On peut sans doute tirer plusieurs fils pour remonter le cours de l’histoire qui a amené à l’existence des États Généraux de l’Eau à Bruxelles (EGEB), mais il en est un qui probablement nous fera plus sûrement comprendre le sens de ce qu’ils veulent apporter. C’est le fil d’une histoire très vivante et pleine de rebondissements, une histoire d’habitants confrontés à des situations très concrètes d’inondations et de bassin d’orage...

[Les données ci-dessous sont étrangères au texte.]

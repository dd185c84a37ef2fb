use std::sync::Arc;
use std::time::{Duration, Instant};

use reqwest::header::RETRY_AFTER;
use tokio::sync::Mutex;
use tokio::time::sleep;

use crate::error::{Result, ScienceError};

// ─── RateLimitedClient ────────────────────────────────────────────────────────

/// HTTP client that spaces requests at least `min_interval` apart.
///
/// Retries on 429 (honouring `Retry-After`) and on transport errors with
/// exponential backoff, up to `max_retries` times.
pub struct RateLimitedClient {
    client: reqwest::Client,
    min_interval: Duration,
    last_request: Arc<Mutex<Option<Instant>>>,
    max_retries: u32,
}

impl RateLimitedClient {
    pub fn new(
        min_interval: Duration,
        timeout: Duration,
        max_retries: u32,
        user_agent: &str,
    ) -> Result<Self> {
        let client = reqwest::Client::builder()
            .user_agent(user_agent)
            .timeout(timeout)
            .gzip(true)
            .build()?;
        Ok(Self {
            client,
            min_interval,
            last_request: Arc::new(Mutex::new(None)),
            max_retries,
        })
    }

    async fn wait_for_rate_limit(&self) {
        let mut last = self.last_request.lock().await;
        if let Some(t) = *last {
            let elapsed = t.elapsed();
            if elapsed < self.min_interval {
                sleep(self.min_interval - elapsed).await;
            }
        }
        *last = Some(Instant::now());
    }

    pub async fn get(&self, url: &str) -> Result<String> {
        let mut attempt = 0u32;
        loop {
            self.wait_for_rate_limit().await;
            let resp = self.client.get(url).send().await;
            match resp {
                Ok(r) if r.status() == 429 => {
                    if attempt >= self.max_retries {
                        return Err(ScienceError::RateLimit(url.to_string(), 60));
                    }
                    let wait = r
                        .headers()
                        .get(RETRY_AFTER)
                        .and_then(|v| v.to_str().ok())
                        .and_then(|s| s.parse::<u64>().ok())
                        .unwrap_or(60);
                    sleep(Duration::from_secs(wait)).await;
                    attempt += 1;
                }
                Ok(r) if !r.status().is_success() => {
                    let status = r.status().as_u16();
                    let body = r.text().await.unwrap_or_default();
                    return Err(ScienceError::ApiError(
                        url.to_string(),
                        format!("HTTP {status}: {body}"),
                    ));
                }
                Ok(r) => return r.text().await.map_err(ScienceError::Http),
                Err(e) => {
                    if attempt >= self.max_retries {
                        return Err(ScienceError::Http(e));
                    }
                    let backoff = 2u64.pow(attempt);
                    sleep(Duration::from_secs(backoff)).await;
                    attempt += 1;
                }
            }
        }
    }
}
use std::time::Duration;

use crate::arxiv::parser::parse_atom_response;
use crate::arxiv::types::ArxivFeed;
use crate::error::Result;
use crate::http::RateLimitedClient;

pub const DEFAULT_BASE_URL: &str = "http://export.arxiv.org/api/query";

pub struct ArxivClient {
    client: RateLimitedClient,
    base_url: String,
}

impl ArxivClient {
    pub fn new() -> Result<Self> {
        Self::with_params(DEFAULT_BASE_URL, Duration::from_secs(3), Duration::from_secs(30))
    }

    /// A failed lookup is final for the run, so requests are never retried.
    pub fn with_params(base_url: &str, min_interval: Duration, timeout: Duration) -> Result<Self> {
        Ok(Self {
            client: RateLimitedClient::new(min_interval, timeout, 0, "csindex/0.1")?,
            base_url: base_url.to_string(),
        })
    }

    /// Exact-phrase title search.
    pub async fn search_title(&self, title: &str, max_results: u32) -> Result<ArxivFeed> {
        let phrase = format!("\"{title}\"");
        let separator = if self.base_url.contains('?') { '&' } else { '?' };
        let url = format!(
            "{}{separator}search_query={}&start=0&max_results={max_results}",
            self.base_url,
            urlencoding::encode(&phrase)
        );

        let xml = self.client.get(&url).await?;
        parse_atom_response(&xml)
    }
}
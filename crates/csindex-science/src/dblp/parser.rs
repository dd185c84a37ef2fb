use std::borrow::Cow;
use std::collections::BTreeMap;

use csindex_core::{RawField, RawRecord};
use quick_xml::events::{BytesStart, Event};
use quick_xml::Reader;

use crate::error::{Result, ScienceError};

/// Field being collected inside a record element.
struct FieldBuilder {
    name: String,
    text: String,
    attributes: BTreeMap<String, String>,
    nested: bool,
}

impl FieldBuilder {
    fn build(self) -> RawField {
        if self.attributes.is_empty() && !self.nested {
            RawField::Text(self.text)
        } else {
            RawField::Structured {
                text: self.text,
                attributes: self.attributes,
            }
        }
    }
}

/// Parses a DBLP person document (`<dblpperson>`) into its publication
/// records, one per `<r>` child, in document order.
///
/// Each child element of a record becomes a field; markup nested inside a
/// field (`<i>`, `<sub>`, ...) is flattened into its text. Record attributes
/// are kept as `@name` fields.
pub fn parse_person_records(xml: &str) -> Result<Vec<RawRecord>> {
    let mut reader = Reader::from_str(xml);
    let mut records = Vec::new();
    let mut stack: Vec<String> = Vec::new();
    let mut record: Option<RawRecord> = None;
    let mut field: Option<FieldBuilder> = None;

    loop {
        let event = reader.read_event().map_err(|e| {
            ScienceError::Parse(format!(
                "invalid dblp xml at byte {}: {e}",
                reader.buffer_position()
            ))
        })?;
        match event {
            Event::Start(e) => {
                let name = element_name(&e);
                if in_record_slot(&stack) {
                    record = Some(start_record(&name, &e)?);
                } else if stack.len() == 3 && record.is_some() {
                    field = Some(FieldBuilder {
                        name: name.clone(),
                        text: String::new(),
                        attributes: attributes(&e)?,
                        nested: false,
                    });
                } else if let Some(f) = field.as_mut() {
                    f.nested = true;
                }
                stack.push(name);
            }
            Event::Empty(e) => {
                let name = element_name(&e);
                if in_record_slot(&stack) {
                    records.push(start_record(&name, &e)?);
                } else if stack.len() == 3 {
                    if let Some(r) = record.as_mut() {
                        let builder = FieldBuilder {
                            name,
                            text: String::new(),
                            attributes: attributes(&e)?,
                            nested: false,
                        };
                        r.insert(builder.name.clone(), builder.build());
                    }
                }
            }
            Event::Text(t) => {
                if let Some(f) = field.as_mut() {
                    let text = t
                        .unescape()
                        .unwrap_or_else(|_| Cow::Owned(String::from_utf8_lossy(&t).into_owned()));
                    f.text.push_str(&text);
                }
            }
            Event::CData(c) => {
                if let Some(f) = field.as_mut() {
                    f.text.push_str(&String::from_utf8_lossy(&c));
                }
            }
            Event::End(_) => {
                stack.pop();
                match stack.len() {
                    3 => {
                        if let (Some(f), Some(r)) = (field.take(), record.as_mut()) {
                            r.insert(f.name.clone(), f.build());
                        }
                    }
                    2 => {
                        if let Some(r) = record.take() {
                            records.push(r);
                        }
                    }
                    _ => {}
                }
            }
            Event::Eof => break,
            _ => {}
        }
    }

    if !stack.is_empty() {
        return Err(ScienceError::Parse(format!(
            "dblp xml ended inside <{}>",
            stack.join("/")
        )));
    }
    Ok(records)
}

/// Direct child of an `<r>` wrapper under the document root.
fn in_record_slot(stack: &[String]) -> bool {
    stack.len() == 2 && stack[1] == "r"
}

fn element_name(e: &BytesStart<'_>) -> String {
    String::from_utf8_lossy(e.name().as_ref()).into_owned()
}

fn start_record(kind: &str, e: &BytesStart<'_>) -> Result<RawRecord> {
    let mut record = RawRecord::new(kind);
    for (key, value) in attributes(e)? {
        record.insert(format!("@{key}"), RawField::Text(value));
    }
    Ok(record)
}

fn attributes(e: &BytesStart<'_>) -> Result<BTreeMap<String, String>> {
    let mut out = BTreeMap::new();
    for attr in e.attributes() {
        let attr = attr.map_err(|err| ScienceError::Parse(format!("bad attribute: {err}")))?;
        let key = String::from_utf8_lossy(attr.key.as_ref()).into_owned();
        let value = attr
            .unescape_value()
            .map_err(|err| ScienceError::Parse(format!("bad attribute value: {err}")))?;
        out.insert(key, value.into_owned());
    }
    Ok(out)
}

#[cfg(test)]
mod tests {
    use super::*;

    const PERSON_XML: &str = r#"<?xml version="1.0" encoding="US-ASCII"?>
<dblpperson name="Ana Silva" pid="12/345" n="3">
<person key="homepages/12/345" mdate="2023-01-01">
<author pid="12/345">Ana Silva</author>
<url>https://example.org/ana</url>
</person>
<r><inproceedings key="conf/icse/Silva23" mdate="2023-05-01">
<author pid="12/345">Ana Silva</author>
<author pid="67/890">Bruno Costa</author>
<title>Testing <i>Flaky</i> Builds.</title>
<pages>1-12</pages>
<year>2023</year>
<booktitle>ICSE</booktitle>
<ee type="oa">https://doi.org/10.1109/ICSE.2023.1</ee>
<url>db/conf/icse/icse2023.html#Silva23</url>
</inproceedings>
</r>
<r><article key="journals/tse/Silva22" mdate="2022-02-02" publtype="informal">
<author pid="12/345">Ana Silva</author>
<title>A Journal Paper &amp; More.</title>
<journal>IEEE Trans. Software Eng.</journal>
<volume>48</volume>
<number>3</number>
<year>2022</year>
<url>db/journals/tse/tse48.html#Silva22</url>
</article>
</r>
<r><proceedings key="conf/x/2021"/></r>
<coauthors n="1" nc="1">
<co c="0"><na f="c/Costa:Bruno" pid="67/890">Bruno Costa</na></co>
</coauthors>
</dblpperson>
"#;

    #[test]
    fn parses_records_in_order() {
        let records = parse_person_records(PERSON_XML).unwrap();
        let kinds: Vec<&str> = records.iter().map(|r| r.kind.as_str()).collect();
        assert_eq!(kinds, vec!["inproceedings", "article", "proceedings"]);
    }

    #[test]
    fn repeated_and_attributed_fields() {
        let records = parse_person_records(PERSON_XML).unwrap();
        let paper = &records[0];

        let authors = paper.get("author").unwrap();
        assert_eq!(authors.texts(), vec!["Ana Silva", "Bruno Costa"]);
        assert!(matches!(authors, RawField::List(items) if items.len() == 2));

        match paper.get("ee").unwrap() {
            RawField::Structured { text, attributes } => {
                assert_eq!(text, "https://doi.org/10.1109/ICSE.2023.1");
                assert_eq!(attributes.get("type").map(String::as_str), Some("oa"));
            }
            other => panic!("unexpected shape: {other:?}"),
        }
        assert_eq!(
            paper.get("@key").and_then(RawField::as_text),
            Some("conf/icse/Silva23")
        );
    }

    #[test]
    fn nested_markup_is_flattened() {
        let records = parse_person_records(PERSON_XML).unwrap();
        let title = records[0].get("title").unwrap();
        assert!(matches!(title, RawField::Structured { .. }));
        assert_eq!(title.as_text(), Some("Testing Flaky Builds."));
        assert_eq!(
            records[1].get("title").and_then(RawField::as_text),
            Some("A Journal Paper & More.")
        );
        assert_eq!(records[1].get("number").and_then(RawField::as_text), Some("3"));
    }

    #[test]
    fn person_and_coauthor_blocks_are_ignored() {
        let records = parse_person_records(PERSON_XML).unwrap();
        assert!(records.iter().all(|r| r.kind != "person" && r.kind != "co"));
        assert!(records[2].get("title").is_none());
    }

    #[test]
    fn empty_person_has_no_records() {
        let xml = r#"<dblpperson name="Nobody" pid="0/0" n="0"><person key="x"/></dblpperson>"#;
        assert!(parse_person_records(xml).unwrap().is_empty());
    }

    #[test]
    fn truncated_document_is_an_error() {
        let xml = "<dblpperson><r><article><title>Cut";
        assert!(parse_person_records(xml).is_err());
    }
}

Il était une fois une petite rivière invisible qui avait toutefois la mauvaise idée de se rappeler aux bons souvenirs de cette ville en débordant de son lit de béton : le Maelbeek. Longtemps des études ont été menées pour imaginer comment limiter son courroux. La solution proposée fut celle du bassin d’orage, une grande cuve de 33 000 m3 qui sert à retenir les eaux qui dévalent trop rapidement les pentes de la vallée. Depuis 1978, on a longtemps discuté de savoir où placer ce bassin d’orage. Sous les étangs, sous la place Flagey, ailleurs. Ce fut sous la place Flagey pour finir. Mais tel un serpent de mer, ce dossier apparaissait puis disparaissait. D’une certaine manière, on finissait par ne plus y croire, jusqu’au jour où, fin décembre 2002, le chantier devint imminent.

Le vide technique

Il restait un petit groupe de personnes [1] qui ne cessait d’alerter leurs voisins quant au montage peu démocratique du dossier. On se souviendra de la pratique du saucissonnage du dossier qui en était le fait majeur et amena à octroyer un permis d’urbanisme à un objet tronqué de nombre de ses éléments, tel ce « vide technique » qui par miracle se transforma en parking une fois ledit permis octroyé. Il paraissait clair pour certains habitants que trop de questions se posaient. Cet embryon actif donna naissance à un double mouvement.

Le premier s’incarna dans le Comité Flagey/Brasserie, disparu aujourd’hui, qui remit en question la construction du bassin d’orage essentiellement sur la base du montage peu transparent du dossier et d’études d’impacts sur l’environnement insuffisants. Des craintes légitimes existaient face au gigantesque chantier qui s’annonçait vraiment cette fois. Ce mouvement s’opposa au bassin d’orage. Il fut stigmatisé par les autorités de la commune d’Ixelles qui voyaient dans ce mouvement un manque de solidarité avec les populations moins nanties de la rue Gray qui subissaient les assauts de la rivière parfois ennemie. L’alternative était infernale : pour être solidaire avec les habitants qui subissaient les inondations, il fallait accepter un dossier mal ficelé qui pouvait occasionner des risques pour les biens des riverains du futur chantier.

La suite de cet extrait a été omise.